SOURCE DATA START
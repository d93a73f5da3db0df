use clap::Parser;
use dermadx_api::{AppState, DiagnosisStats, RestApi};
use dermadx_classifier::{SubstringMatcher, TextClassifier, VotePolicy};
use dermadx_embed::{HashEmbedder, RemoteEmbedder, TextEmbedder, DEFAULT_HASH_DIM};
use std::collections::HashMap;
use std::path::PathBuf;
use std::sync::Arc;
use std::time::Duration;
use tracing::{error, info, Level};
use tracing_subscriber::FmtSubscriber;

/// Diagnose dog skin conditions from symptom descriptions
#[derive(Parser, Debug)]
#[command(name = "dermadx")]
#[command(about = "A dog skin condition diagnosis service", long_about = None)]
struct Args {
    /// Path to the reference store snapshot
    #[arg(short, long, default_value = "./data/reference.snapshot")]
    snapshot: PathBuf,

    /// HTTP API port
    #[arg(long, default_value_t = 5000)]
    http_port: u16,

    /// Vote aggregation policy: top-k-sum or global-max
    #[arg(long, default_value = "top-k-sum")]
    policy: String,

    /// Embedding backend: hash or remote
    #[arg(long, default_value = "hash")]
    embedder: String,

    /// Endpoint of the remote embedding service (required with --embedder remote)
    #[arg(long)]
    embed_url: Option<String>,

    /// Embedding dimensionality
    #[arg(long, default_value_t = DEFAULT_HASH_DIM)]
    embed_dim: usize,

    /// Deadline for one classification, in seconds
    #[arg(long, default_value_t = 10)]
    embed_timeout_secs: u64,

    /// JSON file overriding the built-in keyword trigger table
    #[arg(long)]
    keywords: Option<PathBuf>,

    /// Log level
    #[arg(long, default_value = "info")]
    log_level: String,
}

#[tokio::main]
async fn main() -> anyhow::Result<()> {
    let args = Args::parse();

    let log_level = match args.log_level.as_str() {
        "trace" => Level::TRACE,
        "debug" => Level::DEBUG,
        "info" => Level::INFO,
        "warn" => Level::WARN,
        "error" => Level::ERROR,
        _ => Level::INFO,
    };

    let subscriber = FmtSubscriber::builder()
        .with_max_level(log_level)
        .finish();
    tracing::subscriber::set_global_default(subscriber)?;

    info!("Starting dermadx v{}", env!("CARGO_PKG_VERSION"));
    info!("Snapshot: {:?}", args.snapshot);
    info!("HTTP API port: {}", args.http_port);

    let policy = match args.policy.as_str() {
        "global-max" | "global_max" => VotePolicy::GlobalMax,
        _ => VotePolicy::TopKSum,
    };
    info!("Vote policy: {:?}", policy);

    let embed_timeout = Duration::from_secs(args.embed_timeout_secs);

    let embedder: Arc<dyn TextEmbedder> = match args.embedder.as_str() {
        "remote" => {
            let url = args
                .embed_url
                .ok_or_else(|| anyhow::anyhow!("--embed-url is required with --embedder remote"))?;
            info!("Embedder: remote service at {}", url);
            Arc::new(RemoteEmbedder::new(url, args.embed_dim, embed_timeout)?)
        }
        _ => {
            info!("Embedder: feature hashing, dim {}", args.embed_dim);
            Arc::new(HashEmbedder::new(args.embed_dim))
        }
    };

    let matcher = match &args.keywords {
        Some(path) => {
            let raw = std::fs::read_to_string(path)?;
            let table: HashMap<String, Vec<String>> = serde_json::from_str(&raw)?;
            info!("Keyword table loaded from {:?}", path);
            SubstringMatcher::from_labeled_table(table)?
        }
        None => SubstringMatcher::builtin(),
    };

    // A missing or corrupt snapshot must not kill the process; the API
    // stays up and reports the classifier as unavailable.
    let (classifier, snapshot) = match dermadx_storage::load_store(&args.snapshot) {
        Ok(loaded) => {
            info!(
                records = loaded.store.len(),
                dim = loaded.store.dim(),
                skipped = loaded.skipped,
                "reference store loaded"
            );
            let description =
                dermadx_storage::describe(&args.snapshot, loaded.store.len(), loaded.store.dim())
                    .ok();
            match TextClassifier::new(
                Arc::new(loaded.store),
                embedder,
                Box::new(matcher),
                policy,
            ) {
                Ok(classifier) => (Some(Arc::new(classifier)), description),
                Err(e) => {
                    error!(error = %e, "failed to build classifier");
                    (None, description)
                }
            }
        }
        Err(e) => {
            error!(error = %e, "reference store unavailable");
            (None, None)
        }
    };

    let state = Arc::new(AppState {
        classifier,
        embed_timeout,
        snapshot,
        stats: DiagnosisStats::new(),
    });

    let state_http = state.clone();
    let http_port = args.http_port;
    let http_handle = std::thread::spawn(move || {
        info!("Starting HTTP server on port {}", http_port);
        let sys = actix_web::rt::System::new();
        sys.block_on(async {
            if let Err(e) = RestApi::start(state_http, http_port).await {
                eprintln!("HTTP server error: {}", e);
            }
        })
    });

    info!("dermadx started successfully");
    info!("HTTP API: http://localhost:{}/", args.http_port);

    tokio::select! {
        _ = tokio::signal::ctrl_c() => {
            info!("Shutdown signal received");
        }
        _ = tokio::task::spawn_blocking(move || {
            http_handle.join().ok();
        }) => {
            info!("HTTP server stopped");
        }
    }

    info!("Shutting down...");
    Ok(())
}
SOURCE DATA END
- _TASK PROMPT_:
From the entries above, copy every line where the word "async" shows up.

- _EXPECTED OUTPUT_:
async fn main() -> anyhow::Result<()> {
        sys.block_on(async {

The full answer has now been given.